┌──

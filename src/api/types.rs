//! API request and response types.
//!
//! Trace rows use the same field names as the CSV export.

use serde::{Deserialize, Serialize};

use crate::model::tariff::BLOCKS;
use crate::model::{DemandCurve, LevelBounds, PhysicalModel};
use crate::problem::{Evaluation, LevelLimits};
use crate::sim::error::SimError;
use crate::sim::kpi::TraceReport;
use crate::sim::types::{PumpSwitch, TraceSample};

/// Plant parameters as seen by the simulator.
#[derive(Debug, Serialize)]
pub struct ModelResponse {
    /// Pump shut-off head (m).
    pub shutoff_head_m: f64,
    /// Quadratic pump-curve coefficient.
    pub curve_coefficient: f64,
    pub efficiency: f64,
    /// Friction loss coefficient of the pump main.
    pub k1: f64,
    /// Friction loss coefficient of the tank main.
    pub k2: f64,
    pub tank_area_m2: f64,
    pub initial_level_m: f64,
    pub operational: LevelBounds,
    pub absolute: LevelBounds,
    pub density_kg_m3: f64,
    /// Gravity in m/h².
    pub gravity_m_h2: f64,
    /// Price per kWh of each two-hour block.
    pub tariff: [f64; BLOCKS],
}

impl From<&PhysicalModel> for ModelResponse {
    fn from(m: &PhysicalModel) -> Self {
        Self {
            shutoff_head_m: m.pump().a1,
            curve_coefficient: m.pump().a2,
            efficiency: m.pump().efficiency,
            k1: m.losses().k1,
            k2: m.losses().k2,
            tank_area_m2: m.tank().area_m2,
            initial_level_m: m.tank().initial_level_m,
            operational: m.tank().operational,
            absolute: m.tank().absolute,
            density_kg_m3: m.density_kg_m3(),
            gravity_m_h2: m.gravity_m_h2(),
            tariff: *m.tariff().rates(),
        }
    }
}

/// Body of `POST /simulate`.
#[derive(Debug, Clone, Deserialize, Serialize)]
#[serde(deny_unknown_fields)]
pub struct SimulateRequest {
    /// Decision vector `[on_0.., dur_0..]`.
    pub x: Vec<f64>,
    /// Consumption envelope, `"max"` when absent.
    pub demand: Option<DemandCurve>,
    /// Grid size, the server default when absent.
    pub samples: Option<usize>,
    /// Return every `stride`-th trace row (default 1).
    pub stride: Option<usize>,
}

#[derive(Debug, Serialize)]
pub struct SimulateResponse {
    pub report: TraceReport,
    pub switches: Vec<PumpSwitch>,
    pub trace: Vec<TraceSample>,
}

/// Body of `POST /evaluate`.
#[derive(Debug, Clone, Deserialize, Serialize)]
#[serde(deny_unknown_fields)]
pub struct EvaluateRequest {
    pub x: Vec<f64>,
    pub demand: Option<DemandCurve>,
    /// Level limits, `"operational"` when absent.
    pub limits: Option<LevelLimits>,
    pub samples: Option<usize>,
}

#[derive(Debug, Serialize)]
pub struct EvaluateResponse {
    /// `"feasible"` or `"violating"`.
    pub status: &'static str,
    /// Cost at the end of the day.
    pub objective: f64,
    /// Largest single constraint violation, zero when feasible.
    pub violation: f64,
    /// Ordering constraints followed by the horizon constraint.
    pub schedule_constraints: Vec<f64>,
}

impl EvaluateResponse {
    /// Builds a response for a completed run.
    ///
    /// # Errors
    ///
    /// Returns the run's error for [`Evaluation::Crashed`].
    pub fn from_evaluation(
        eval: Evaluation,
        schedule_constraints: Vec<f64>,
    ) -> Result<Self, SimError> {
        let (status, objective, violation) = match eval {
            Evaluation::Feasible { objective } => ("feasible", objective, 0.0),
            Evaluation::Violating {
                objective,
                violation,
            } => ("violating", objective, violation),
            Evaluation::Crashed(e) => return Err(e),
        };
        Ok(Self {
            status,
            objective,
            violation,
            schedule_constraints,
        })
    }
}

/// Error response body for 4xx errors.
#[derive(Debug, Serialize)]
pub struct ErrorResponse {
    /// Human-readable error message.
    pub error: String,
}
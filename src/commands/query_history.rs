use crate::models::HistoryEntry;
use crate::state::AppState;

/// Every recorded attempt, most recent first
pub fn get_query_history(state: &AppState) -> Vec<HistoryEntry> {
    state.history_snapshot()
}

/// Load query history entries with optional filtering
pub fn load_query_history(
    search: Option<&str>,
    limit: Option<usize>,
    offset: Option<usize>,
    state: &AppState,
) -> Vec<HistoryEntry> {
    let history = state.history();
    let limit = limit.unwrap_or_else(|| history.capacity());
    history.search(search, limit, offset.unwrap_or(0))
}

pub fn recent_successful_queries(limit: usize, state: &AppState) -> Vec<HistoryEntry> {
    state.history().recent_successful(limit)
}

pub fn get_query_history_entry(entry_id: &str, state: &AppState) -> Option<HistoryEntry> {
    state.history().get(entry_id)
}

/// Delete a single query history entry
pub fn delete_query_history_entry(entry_id: &str, state: &AppState) -> bool {
    state.history().remove(entry_id)
}

/// Clear all query history
pub fn clear_query_history(state: &AppState) {
    state.history().clear();
    log::info!("Query history cleared");
}
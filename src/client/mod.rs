use futures::future::BoxFuture;
use serde_json::Value;

use crate::error::QueryError;
use crate::models::OqlRequest;

pub mod http;
pub mod redact;

pub use http::HttpTransport;
pub use redact::sanitize_error;

/// Submits one query envelope to the OQL service on behalf of a bearer
/// credential and returns the decoded JSON body (`Value::Null` when the
/// service sent no body).
pub trait OqlTransport: Send + Sync {
    fn post_query<'a>(
        &'a self,
        credential: &'a str,
        request: &'a OqlRequest,
    ) -> BoxFuture<'a, Result<Value, QueryError>>;
}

└──

■ **TASK STATEMENT**
Using the listing above, show each line with the word "BoxFuture" in it.

■ **SOLUTION**
use futures::future::BoxFuture;
    ) -> BoxFuture<'a, Result<Value, QueryError>>;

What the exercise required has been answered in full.